2. Make cloth sleeves for each piece of cardboard. I'm estimating that you'd need about 2-3 yards of fabric for this, but I used this old shower curtain that was missing a chunk from a different project years ago. It wasn't quite enough fabric, so I used two 12''x12'' panels of denim for the bases of the boxes.
Basically, cut out DOUBLE the amount of fabric that you did cardboard, because each cardboard piece has to have two pieces of fabric to make the sleeve. Add 1'' around the edges for seams. So for me, I cut 16 panels of 13''x11'' and 4 panels of 13''x13''.
Also, cut four handles. Since I was using a shower curtain, I just cut the hem off, and I don't even remember how long I made them. I'm guessing 8'' each.

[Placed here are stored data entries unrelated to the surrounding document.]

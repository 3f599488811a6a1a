//! HTTP handlers for the medicine catalogue

use axum::{
    extract::State,
    http::StatusCode,
    Json,
};
use serde::Deserialize;
use validator::Validate;

use super::{parse_choice, Ack};
use crate::error::AppResult;
use crate::extract::{AppJson, AppPath, AppQuery};
use crate::middleware::CurrentUser;
use crate::services::{LedgerService, MedicineService};
use crate::AppState;
use shared::{
    CreateMedicineRequest, Medicine, MedicineLedger, PaginatedResponse, Pagination, StockFilter,
    UpdateMedicineRequest,
};

#[derive(Debug, Default, Deserialize)]
pub struct MedicineQuery {
    pub search: Option<String>,
    /// `low_stock` or `out_of_stock`
    pub filter: Option<String>,
    pub page: Option<u32>,
    pub limit: Option<u32>,
}

/// Create a medicine
pub async fn create_medicine(
    State(state): State<AppState>,
    current_user: CurrentUser,
    AppJson(input): AppJson<CreateMedicineRequest>,
) -> AppResult<(StatusCode, Json<Medicine>)> {
    input.validate()?;

    let service = MedicineService::new(state.db);
    let medicine = service.create(current_user.0.user_id, &input).await?;
    Ok((StatusCode::CREATED, Json(medicine)))
}

/// Update descriptive fields of a medicine
pub async fn update_medicine(
    State(state): State<AppState>,
    _current_user: CurrentUser,
    AppPath(id): AppPath<i64>,
    AppJson(input): AppJson<UpdateMedicineRequest>,
) -> AppResult<Json<Medicine>> {
    input.validate()?;

    let service = MedicineService::new(state.db);
    let medicine = service.update(id, &input).await?;
    Ok(Json(medicine))
}

pub async fn delete_medicine(
    State(state): State<AppState>,
    _current_user: CurrentUser,
    AppPath(id): AppPath<i64>,
) -> AppResult<Json<Ack>> {
    MedicineService::new(state.db).delete(id).await?;
    Ok(Json(Ack::ok()))
}

pub async fn get_medicine(
    State(state): State<AppState>,
    _current_user: CurrentUser,
    AppPath(id): AppPath<i64>,
) -> AppResult<Json<Medicine>> {
    let medicine = MedicineService::new(state.db).get(id).await?;
    Ok(Json(medicine))
}

/// List medicines
pub async fn list_medicines(
    State(state): State<AppState>,
    _current_user: CurrentUser,
    AppQuery(query): AppQuery<MedicineQuery>,
) -> AppResult<Json<PaginatedResponse<Medicine>>> {
    let filter = parse_choice::<StockFilter>("filter", query.filter.as_deref())?;
    let pagination = Pagination::new(query.page, query.limit);

    let service = MedicineService::new(state.db);
    let medicines = service
        .list(
            query.search.as_deref(),
            filter,
            state.config.reporting.low_stock_threshold,
            &pagination,
        )
        .await?;
    Ok(Json(medicines))
}

/// Stock movement history of one medicine with its replay check
pub async fn get_medicine_movements(
    State(state): State<AppState>,
    _current_user: CurrentUser,
    AppPath(id): AppPath<i64>,
) -> AppResult<Json<MedicineLedger>> {
    let ledger = LedgerService::new(state.db).movements(id).await?;
    Ok(Json(ledger))
}
//! HTTP handlers for sales

use axum::{
    extract::State,
    http::StatusCode,
    Json,
};
use serde::Deserialize;
use validator::Validate;

use super::{parse_choice, Ack};
use crate::error::AppResult;
use crate::extract::{AppJson, AppPath, AppQuery};
use crate::middleware::CurrentUser;
use crate::services::LedgerService;
use crate::AppState;
use shared::{
    CreateSaleRequest, MedicineType, PaginatedResponse, Pagination, SaleRecord, SaleView,
    UpdateSaleRequest,
};

#[derive(Debug, Default, Deserialize)]
pub struct SaleQuery {
    pub keyword: Option<String>,
    /// Medicine type, `OTC` or `Prescription`
    #[serde(rename = "type")]
    pub medicine_type: Option<String>,
    pub page: Option<u32>,
    pub limit: Option<u32>,
}

/// Sell from stock at the medicine's current price
pub async fn create_sale(
    State(state): State<AppState>,
    current_user: CurrentUser,
    AppJson(input): AppJson<CreateSaleRequest>,
) -> AppResult<(StatusCode, Json<SaleRecord>)> {
    input.validate()?;

    let service = LedgerService::new(state.db);
    let sale = service.create_sale(current_user.0.user_id, &input).await?;
    Ok((StatusCode::CREATED, Json(sale)))
}

/// Change the quantity of a sale (admin only)
pub async fn update_sale(
    State(state): State<AppState>,
    current_user: CurrentUser,
    AppPath(id): AppPath<i64>,
    AppJson(input): AppJson<UpdateSaleRequest>,
) -> AppResult<Json<SaleRecord>> {
    current_user.0.require_admin()?;
    input.validate()?;

    let service = LedgerService::new(state.db);
    let sale = service.update_sale(current_user.0.user_id, id, &input).await?;
    Ok(Json(sale))
}

/// Delete a sale and put its quantity back (admin only)
pub async fn delete_sale(
    State(state): State<AppState>,
    current_user: CurrentUser,
    AppPath(id): AppPath<i64>,
) -> AppResult<Json<Ack>> {
    current_user.0.require_admin()?;

    LedgerService::new(state.db)
        .delete_sale(current_user.0.user_id, id)
        .await?;
    Ok(Json(Ack::ok()))
}

pub async fn get_sale(
    State(state): State<AppState>,
    _current_user: CurrentUser,
    AppPath(id): AppPath<i64>,
) -> AppResult<Json<SaleView>> {
    let sale = LedgerService::new(state.db).get_sale(id).await?;
    Ok(Json(sale))
}

pub async fn list_sales(
    State(state): State<AppState>,
    _current_user: CurrentUser,
    AppQuery(query): AppQuery<SaleQuery>,
) -> AppResult<Json<PaginatedResponse<SaleView>>> {
    let medicine_type = parse_choice::<MedicineType>("type", query.medicine_type.as_deref())?;
    let pagination = Pagination::new(query.page, query.limit);

    let sales = LedgerService::new(state.db)
        .list_sales(query.keyword.as_deref(), medicine_type, &pagination)
        .await?;
    Ok(Json(sales))
}
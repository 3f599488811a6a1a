//! Common types used across the platform

use chrono::{Duration, NaiveDate};
use serde::{Deserialize, Serialize};

/// Default page size for list endpoints
pub const DEFAULT_PAGE_SIZE: u32 = 20;

/// Upper bound for a single page
pub const MAX_PAGE_SIZE: u32 = 200;

/// Account roles
#[derive(Debug, Clone, Copy, Serialize, Deserialize, PartialEq, Eq, Default)]
#[cfg_attr(feature = "sqlx", derive(sqlx::Type))]
#[cfg_attr(feature = "sqlx", sqlx(type_name = "user_role", rename_all = "lowercase"))]
#[serde(rename_all = "lowercase")]
pub enum Role {
    Admin,
    #[default]
    Staff,
}

impl Role {
    pub fn as_str(&self) -> &'static str {
        match self {
            Role::Admin => "admin",
            Role::Staff => "staff",
        }
    }

    pub fn is_admin(&self) -> bool {
        matches!(self, Role::Admin)
    }
}

impl std::str::FromStr for Role {
    type Err = String;

    fn from_str(s: &str) -> Result<Self, Self::Err> {
        match s {
            "admin" => Ok(Role::Admin),
            "staff" => Ok(Role::Staff),
            other => Err(format!("unknown role: {}", other)),
        }
    }
}

/// Pagination parameters as they arrive on the query string
#[derive(Debug, Clone, Serialize, Deserialize)]
pub struct Pagination {
    pub page: u32,
    pub limit: u32,
}

impl Default for Pagination {
    fn default() -> Self {
        Self {
            page: 1,
            limit: DEFAULT_PAGE_SIZE,
        }
    }
}

impl Pagination {
    /// Build from optional query values, clamping to sane bounds
    pub fn new(page: Option<u32>, limit: Option<u32>) -> Self {
        Self {
            page: page.unwrap_or(1).max(1),
            limit: limit.unwrap_or(DEFAULT_PAGE_SIZE).clamp(1, MAX_PAGE_SIZE),
        }
    }

    pub fn offset(&self) -> i64 {
        (self.page as i64 - 1) * self.limit as i64
    }

    pub fn limit_i64(&self) -> i64 {
        self.limit as i64
    }
}

/// Paginated response
#[derive(Debug, Clone, Serialize, Deserialize)]
pub struct PaginatedResponse<T> {
    pub data: Vec<T>,
    pub meta: PaginationMeta,
}

impl<T> PaginatedResponse<T> {
    pub fn new(data: Vec<T>, pagination: &Pagination, total: i64) -> Self {
        let total = total.max(0) as u64;
        let limit = pagination.limit.max(1) as u64;
        Self {
            data,
            meta: PaginationMeta {
                page: pagination.page,
                limit: pagination.limit,
                total,
                total_pages: total.div_ceil(limit) as u32,
            },
        }
    }
}

/// Pagination metadata
#[derive(Debug, Clone, Serialize, Deserialize, PartialEq, Eq)]
pub struct PaginationMeta {
    pub page: u32,
    pub limit: u32,
    pub total: u64,
    pub total_pages: u32,
}

/// Inclusive calendar date range
#[derive(Debug, Clone, Copy, Serialize, Deserialize, PartialEq, Eq)]
pub struct DateRange {
    pub start: NaiveDate,
    pub end: NaiveDate,
}

impl DateRange {
    pub fn new(start: NaiveDate, end: NaiveDate) -> Option<Self> {
        (start <= end).then_some(Self { start, end })
    }

    /// The `days` days ending on `end` (inclusive), if they fit the calendar
    pub fn trailing(end: NaiveDate, days: u32) -> Option<Self> {
        let span = i64::from(days.max(1)) - 1;
        let start = end.checked_sub_signed(Duration::days(span))?;
        Some(Self { start, end })
    }

    /// Number of calendar days covered, counting both ends
    pub fn len_days(&self) -> i64 {
        (self.end - self.start).num_days() + 1
    }

    pub fn contains(&self, day: NaiveDate) -> bool {
        self.start <= day && day <= self.end
    }

    pub fn days(&self) -> impl Iterator<Item = NaiveDate> {
        let start = self.start;
        (0..self.len_days()).map(move |offset| start + Duration::days(offset))
    }
}

#[cfg(test)]
mod tests {
    use super::*;

    fn date(y: i32, m: u32, d: u32) -> NaiveDate {
        NaiveDate::from_ymd_opt(y, m, d).unwrap()
    }

    #[test]
    fn pagination_clamps_and_offsets() {
        let p = Pagination::new(Some(0), Some(10_000));
        assert_eq!(p.page, 1);
        assert_eq!(p.limit, MAX_PAGE_SIZE);
        assert_eq!(p.offset(), 0);

        let p = Pagination::new(Some(3), Some(20));
        assert_eq!(p.offset(), 40);
    }

    #[test]
    fn paginated_response_counts_pages() {
        let p = Pagination::new(Some(1), Some(20));
        let resp = PaginatedResponse::new(vec![1, 2, 3], &p, 41);
        assert_eq!(resp.meta.total, 41);
        assert_eq!(resp.meta.total_pages, 3);

        let empty: PaginatedResponse<i32> = PaginatedResponse::new(vec![], &p, 0);
        assert_eq!(empty.meta.total_pages, 0);
    }

    #[test]
    fn date_range_iterates_inclusive_days() {
        let range = DateRange::new(date(2024, 2, 27), date(2024, 3, 1)).unwrap();
        let days: Vec<_> = range.days().collect();
        assert_eq!(days.len(), 4);
        assert_eq!(days[2], date(2024, 2, 29));
        assert!(DateRange::new(date(2024, 3, 2), date(2024, 3, 1)).is_none());
    }

    #[test]
    fn trailing_range_ends_on_given_day() {
        let range = DateRange::trailing(date(2024, 1, 30), 30).unwrap();
        assert_eq!(range.start, date(2024, 1, 1));
        assert_eq!(range.len_days(), 30);
        assert!(DateRange::trailing(NaiveDate::MIN, 30).is_none());
    }

    #[test]
    fn role_parses_lowercase() {
        assert_eq!("admin".parse::<Role>().unwrap(), Role::Admin);
        assert!("root".parse::<Role>().is_err());
        assert!(Role::Admin.is_admin());
        assert!(!Role::Staff.is_admin());
    }
}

3. Sew the panels, which will also be the sides of the box. I sewed around the tops and sides of each panel, and only about 1/2'' around the corner of each bottom. On two panels per box, pin your handles in the top before you sew (pinning the handles into the right sides which are facing each other).
4. Turn your panels right side out and press with a hot iron. I used to hate pressing my projects between sewing stages, but it makes things much easier down the road, plus you get a much cleaner look. At this point, iron in the bottom open part of the panel as you would like it to look, turning in the unfinished edges. This aids the hand-sewing part that comes at the end.
5. Sew the four panels' sides together with top stitching along the outer edge. The edges will look clean from being pressed, so having the seams exposed gives the box a crisp look. Make sure you alternate a handled panel with a non-handled panel. Also, make sure all your openings are at the bottom.
6. Pick open the 1/2'' that you sewed on either edge of the bottom panels with a seam ripper, then stuff each panel with it's respective cardboard piece. I had to trim a couple of the cardboard pieces down, but most of them slid right in. Then flip the box upside down, so you can add the base.
7. Slip the base cardboard into the base panel. Set the base piece on the respective side of the box and hand sew it on. This was another kind of tedious part, but once you get in the groove, it goes pretty fast. It only took about 20-30 minutes per box, and I did them on different nights. Make sure you cover the cardboard completely, and grab all four pieces of fabric in each stitch. This is especially important when you sew the side that has the base panel opening and the side panel opening.
8. Now you have a storage box! You could stop here, but I added fabric glue to the corners, inside and outside, with a q-tip to give extra security to the corner stitches.
That's it! It took me several hours over the course of several days, which is why I'm not sure that it's worth the work, unless you want custom sizes. Although, I found pride in just doing it myself and using materials that were completely free to me.
Daisy can easily pull the boxes out and dump the contents all over the floor. Because of the boxes, she can easily clean it up too (even if it takes her triple the amount of time). No more fussing because the toys keep falling out of the kitchen when she's trying to clean up!